Excerpts from a dataset
Segment Open
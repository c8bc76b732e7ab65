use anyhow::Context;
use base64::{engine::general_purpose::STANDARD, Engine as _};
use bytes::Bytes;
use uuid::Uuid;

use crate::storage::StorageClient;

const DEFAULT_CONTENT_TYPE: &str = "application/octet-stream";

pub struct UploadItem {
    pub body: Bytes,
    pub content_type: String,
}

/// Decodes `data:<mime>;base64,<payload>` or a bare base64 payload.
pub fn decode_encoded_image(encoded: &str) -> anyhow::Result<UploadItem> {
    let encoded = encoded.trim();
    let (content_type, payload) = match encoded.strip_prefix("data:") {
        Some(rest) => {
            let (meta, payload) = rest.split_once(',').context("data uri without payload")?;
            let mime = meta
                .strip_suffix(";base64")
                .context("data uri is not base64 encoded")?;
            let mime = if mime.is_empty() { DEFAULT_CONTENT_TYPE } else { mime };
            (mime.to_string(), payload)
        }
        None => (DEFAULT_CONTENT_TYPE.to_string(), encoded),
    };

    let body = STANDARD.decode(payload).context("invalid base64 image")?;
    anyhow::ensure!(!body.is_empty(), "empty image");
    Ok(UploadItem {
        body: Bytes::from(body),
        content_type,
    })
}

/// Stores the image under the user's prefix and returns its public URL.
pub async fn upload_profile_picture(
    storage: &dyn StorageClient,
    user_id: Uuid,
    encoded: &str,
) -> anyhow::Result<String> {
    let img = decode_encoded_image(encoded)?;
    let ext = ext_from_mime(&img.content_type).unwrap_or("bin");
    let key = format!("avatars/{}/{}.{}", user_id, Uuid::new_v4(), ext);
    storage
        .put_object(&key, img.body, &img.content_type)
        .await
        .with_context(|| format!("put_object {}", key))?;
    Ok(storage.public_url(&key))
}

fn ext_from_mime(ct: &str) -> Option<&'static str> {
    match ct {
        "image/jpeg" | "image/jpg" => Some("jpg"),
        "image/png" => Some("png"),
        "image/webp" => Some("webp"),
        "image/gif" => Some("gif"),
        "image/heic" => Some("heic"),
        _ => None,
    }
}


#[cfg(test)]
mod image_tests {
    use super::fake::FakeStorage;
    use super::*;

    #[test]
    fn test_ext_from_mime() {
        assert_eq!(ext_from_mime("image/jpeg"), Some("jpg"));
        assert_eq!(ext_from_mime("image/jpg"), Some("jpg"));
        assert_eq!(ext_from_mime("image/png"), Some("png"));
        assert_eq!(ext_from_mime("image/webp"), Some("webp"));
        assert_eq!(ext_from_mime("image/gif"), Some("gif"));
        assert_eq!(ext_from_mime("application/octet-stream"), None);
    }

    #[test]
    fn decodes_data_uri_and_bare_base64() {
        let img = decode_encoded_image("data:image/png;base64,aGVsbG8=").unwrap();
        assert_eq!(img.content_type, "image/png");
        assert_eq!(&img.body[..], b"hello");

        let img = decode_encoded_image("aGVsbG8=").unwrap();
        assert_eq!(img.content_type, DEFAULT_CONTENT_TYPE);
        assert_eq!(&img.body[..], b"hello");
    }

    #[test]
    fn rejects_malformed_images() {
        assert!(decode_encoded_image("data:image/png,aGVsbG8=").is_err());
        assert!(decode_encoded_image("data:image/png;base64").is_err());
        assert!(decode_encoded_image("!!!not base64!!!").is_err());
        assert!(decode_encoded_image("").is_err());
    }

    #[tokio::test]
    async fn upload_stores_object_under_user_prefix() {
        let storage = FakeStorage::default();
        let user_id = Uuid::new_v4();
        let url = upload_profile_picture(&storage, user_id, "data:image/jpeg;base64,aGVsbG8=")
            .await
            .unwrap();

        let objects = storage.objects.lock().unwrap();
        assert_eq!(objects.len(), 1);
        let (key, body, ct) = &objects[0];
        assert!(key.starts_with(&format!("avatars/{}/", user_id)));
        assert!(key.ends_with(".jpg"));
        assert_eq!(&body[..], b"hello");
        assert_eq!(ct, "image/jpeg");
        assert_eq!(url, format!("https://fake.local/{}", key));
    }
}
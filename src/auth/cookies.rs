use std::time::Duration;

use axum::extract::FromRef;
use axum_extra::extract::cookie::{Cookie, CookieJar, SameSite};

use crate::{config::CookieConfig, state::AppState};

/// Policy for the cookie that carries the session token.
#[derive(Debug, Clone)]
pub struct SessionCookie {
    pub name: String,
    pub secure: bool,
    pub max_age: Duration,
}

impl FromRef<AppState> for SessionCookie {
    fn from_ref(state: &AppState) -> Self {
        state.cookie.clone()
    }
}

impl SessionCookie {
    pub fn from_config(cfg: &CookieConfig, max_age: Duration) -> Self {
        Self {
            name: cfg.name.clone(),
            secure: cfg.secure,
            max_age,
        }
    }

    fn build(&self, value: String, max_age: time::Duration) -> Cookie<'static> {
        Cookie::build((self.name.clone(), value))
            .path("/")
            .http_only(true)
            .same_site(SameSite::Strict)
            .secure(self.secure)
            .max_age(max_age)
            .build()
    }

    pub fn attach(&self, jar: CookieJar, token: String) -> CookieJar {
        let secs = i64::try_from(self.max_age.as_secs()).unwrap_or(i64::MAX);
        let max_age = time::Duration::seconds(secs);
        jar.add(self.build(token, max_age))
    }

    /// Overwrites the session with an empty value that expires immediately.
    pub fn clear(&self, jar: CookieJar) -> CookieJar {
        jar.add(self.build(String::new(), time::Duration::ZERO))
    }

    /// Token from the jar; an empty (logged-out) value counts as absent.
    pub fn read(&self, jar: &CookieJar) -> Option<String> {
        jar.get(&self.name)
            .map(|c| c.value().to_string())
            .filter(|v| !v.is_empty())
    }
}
Segment Closed
Segment Open
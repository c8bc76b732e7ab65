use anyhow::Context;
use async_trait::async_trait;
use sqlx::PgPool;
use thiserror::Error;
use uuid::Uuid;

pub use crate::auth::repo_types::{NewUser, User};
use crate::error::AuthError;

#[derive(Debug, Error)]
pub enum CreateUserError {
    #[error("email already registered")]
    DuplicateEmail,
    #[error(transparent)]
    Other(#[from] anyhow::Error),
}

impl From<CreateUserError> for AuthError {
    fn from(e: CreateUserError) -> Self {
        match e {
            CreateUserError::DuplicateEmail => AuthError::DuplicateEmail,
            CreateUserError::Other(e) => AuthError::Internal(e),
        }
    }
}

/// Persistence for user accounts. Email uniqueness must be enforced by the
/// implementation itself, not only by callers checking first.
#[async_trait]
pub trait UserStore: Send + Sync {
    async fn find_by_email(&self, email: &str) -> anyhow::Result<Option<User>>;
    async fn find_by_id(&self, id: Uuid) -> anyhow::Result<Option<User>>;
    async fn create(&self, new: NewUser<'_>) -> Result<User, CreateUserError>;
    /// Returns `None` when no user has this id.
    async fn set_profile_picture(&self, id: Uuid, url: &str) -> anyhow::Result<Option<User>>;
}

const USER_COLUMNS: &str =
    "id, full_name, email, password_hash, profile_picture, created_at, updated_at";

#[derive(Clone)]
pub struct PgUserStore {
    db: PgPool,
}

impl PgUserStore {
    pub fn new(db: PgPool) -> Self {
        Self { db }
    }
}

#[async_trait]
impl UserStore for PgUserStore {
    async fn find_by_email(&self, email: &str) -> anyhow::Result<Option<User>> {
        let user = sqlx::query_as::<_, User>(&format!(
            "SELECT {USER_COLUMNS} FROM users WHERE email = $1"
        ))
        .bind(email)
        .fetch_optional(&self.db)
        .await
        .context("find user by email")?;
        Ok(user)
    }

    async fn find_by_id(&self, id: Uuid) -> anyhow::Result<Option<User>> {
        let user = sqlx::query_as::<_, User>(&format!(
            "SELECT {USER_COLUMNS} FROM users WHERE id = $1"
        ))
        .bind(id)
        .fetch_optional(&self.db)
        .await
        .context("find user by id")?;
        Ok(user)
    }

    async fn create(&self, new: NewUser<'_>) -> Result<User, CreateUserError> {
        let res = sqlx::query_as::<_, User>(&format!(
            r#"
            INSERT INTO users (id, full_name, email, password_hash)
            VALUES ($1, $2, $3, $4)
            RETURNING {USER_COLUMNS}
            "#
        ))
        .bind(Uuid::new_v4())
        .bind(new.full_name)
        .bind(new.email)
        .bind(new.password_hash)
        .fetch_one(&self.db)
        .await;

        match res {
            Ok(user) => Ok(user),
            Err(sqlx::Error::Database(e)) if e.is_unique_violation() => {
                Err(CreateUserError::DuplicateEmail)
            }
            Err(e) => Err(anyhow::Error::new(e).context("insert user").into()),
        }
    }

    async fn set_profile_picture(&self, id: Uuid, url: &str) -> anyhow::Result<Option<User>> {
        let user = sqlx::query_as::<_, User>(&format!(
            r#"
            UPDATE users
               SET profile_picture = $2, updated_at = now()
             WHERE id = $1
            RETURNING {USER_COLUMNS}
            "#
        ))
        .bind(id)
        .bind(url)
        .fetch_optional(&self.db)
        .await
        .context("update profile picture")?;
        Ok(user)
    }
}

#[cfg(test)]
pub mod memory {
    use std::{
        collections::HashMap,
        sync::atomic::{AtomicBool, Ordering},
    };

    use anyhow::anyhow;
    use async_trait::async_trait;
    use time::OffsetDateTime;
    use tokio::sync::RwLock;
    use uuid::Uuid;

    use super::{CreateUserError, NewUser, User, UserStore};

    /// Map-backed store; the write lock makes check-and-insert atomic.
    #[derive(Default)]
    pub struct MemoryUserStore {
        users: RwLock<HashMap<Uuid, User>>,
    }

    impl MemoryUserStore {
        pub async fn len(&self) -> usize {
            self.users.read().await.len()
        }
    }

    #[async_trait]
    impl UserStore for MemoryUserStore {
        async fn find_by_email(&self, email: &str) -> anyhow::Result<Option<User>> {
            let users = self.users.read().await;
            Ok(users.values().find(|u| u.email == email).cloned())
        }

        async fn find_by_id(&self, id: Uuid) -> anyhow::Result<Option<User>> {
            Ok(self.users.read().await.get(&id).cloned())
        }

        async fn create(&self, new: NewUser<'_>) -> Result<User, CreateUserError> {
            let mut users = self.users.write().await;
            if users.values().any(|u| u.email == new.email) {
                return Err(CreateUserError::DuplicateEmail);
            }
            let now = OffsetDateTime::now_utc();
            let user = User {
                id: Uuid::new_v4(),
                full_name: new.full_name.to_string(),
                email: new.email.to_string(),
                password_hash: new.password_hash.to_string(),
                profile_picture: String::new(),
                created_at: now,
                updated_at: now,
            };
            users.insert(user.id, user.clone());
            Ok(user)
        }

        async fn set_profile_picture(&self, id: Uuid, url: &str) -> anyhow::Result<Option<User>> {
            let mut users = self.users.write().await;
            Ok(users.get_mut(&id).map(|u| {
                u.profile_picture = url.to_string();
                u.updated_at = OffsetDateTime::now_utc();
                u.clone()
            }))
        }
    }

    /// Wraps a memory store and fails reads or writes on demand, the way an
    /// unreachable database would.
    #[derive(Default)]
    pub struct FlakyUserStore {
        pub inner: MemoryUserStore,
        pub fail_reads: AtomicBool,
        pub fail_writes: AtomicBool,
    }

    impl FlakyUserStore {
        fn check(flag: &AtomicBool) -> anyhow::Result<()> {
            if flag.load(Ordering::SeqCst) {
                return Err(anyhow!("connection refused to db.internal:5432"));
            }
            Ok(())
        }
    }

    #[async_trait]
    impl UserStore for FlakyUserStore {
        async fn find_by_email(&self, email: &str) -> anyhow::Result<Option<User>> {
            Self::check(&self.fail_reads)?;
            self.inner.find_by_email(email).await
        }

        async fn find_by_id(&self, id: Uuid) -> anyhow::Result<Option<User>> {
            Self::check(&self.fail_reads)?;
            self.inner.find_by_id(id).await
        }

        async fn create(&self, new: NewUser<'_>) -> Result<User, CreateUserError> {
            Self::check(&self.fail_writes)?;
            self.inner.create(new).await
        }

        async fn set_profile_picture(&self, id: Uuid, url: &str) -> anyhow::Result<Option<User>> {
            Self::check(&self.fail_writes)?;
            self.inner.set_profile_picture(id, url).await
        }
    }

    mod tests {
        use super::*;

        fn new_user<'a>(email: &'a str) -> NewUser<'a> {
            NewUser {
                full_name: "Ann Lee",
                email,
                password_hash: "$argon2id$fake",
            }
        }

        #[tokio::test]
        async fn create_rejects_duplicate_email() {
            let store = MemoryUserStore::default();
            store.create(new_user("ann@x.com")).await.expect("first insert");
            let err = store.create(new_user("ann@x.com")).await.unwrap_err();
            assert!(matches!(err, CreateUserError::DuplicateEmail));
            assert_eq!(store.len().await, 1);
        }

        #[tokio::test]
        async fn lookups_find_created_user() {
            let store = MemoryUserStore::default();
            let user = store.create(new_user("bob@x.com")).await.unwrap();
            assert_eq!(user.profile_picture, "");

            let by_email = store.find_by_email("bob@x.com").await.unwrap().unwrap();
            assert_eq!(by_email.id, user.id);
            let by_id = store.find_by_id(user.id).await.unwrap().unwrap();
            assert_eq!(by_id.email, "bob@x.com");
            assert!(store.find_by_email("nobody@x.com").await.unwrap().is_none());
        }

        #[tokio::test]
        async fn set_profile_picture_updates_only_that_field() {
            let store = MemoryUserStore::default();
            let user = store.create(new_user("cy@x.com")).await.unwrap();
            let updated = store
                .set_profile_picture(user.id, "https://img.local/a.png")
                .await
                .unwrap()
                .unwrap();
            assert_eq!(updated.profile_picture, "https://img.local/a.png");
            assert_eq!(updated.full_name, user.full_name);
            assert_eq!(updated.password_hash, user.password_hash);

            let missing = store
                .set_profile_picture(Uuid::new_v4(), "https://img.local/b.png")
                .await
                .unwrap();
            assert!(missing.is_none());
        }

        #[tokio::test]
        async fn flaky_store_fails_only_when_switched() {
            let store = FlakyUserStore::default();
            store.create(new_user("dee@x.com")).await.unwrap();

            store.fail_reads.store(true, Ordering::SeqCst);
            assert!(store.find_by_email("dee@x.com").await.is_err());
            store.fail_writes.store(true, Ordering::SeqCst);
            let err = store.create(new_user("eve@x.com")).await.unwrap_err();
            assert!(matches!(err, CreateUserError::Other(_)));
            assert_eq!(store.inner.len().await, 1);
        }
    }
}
Segment Closed
▸ **Your task**: Go through the entries and report every line with the string "WHERE".

▸ **Reply to the exercise**:
            "SELECT {USER_COLUMNS} FROM users WHERE email = $1"
            "SELECT {USER_COLUMNS} FROM users WHERE id = $1"
             WHERE id = $1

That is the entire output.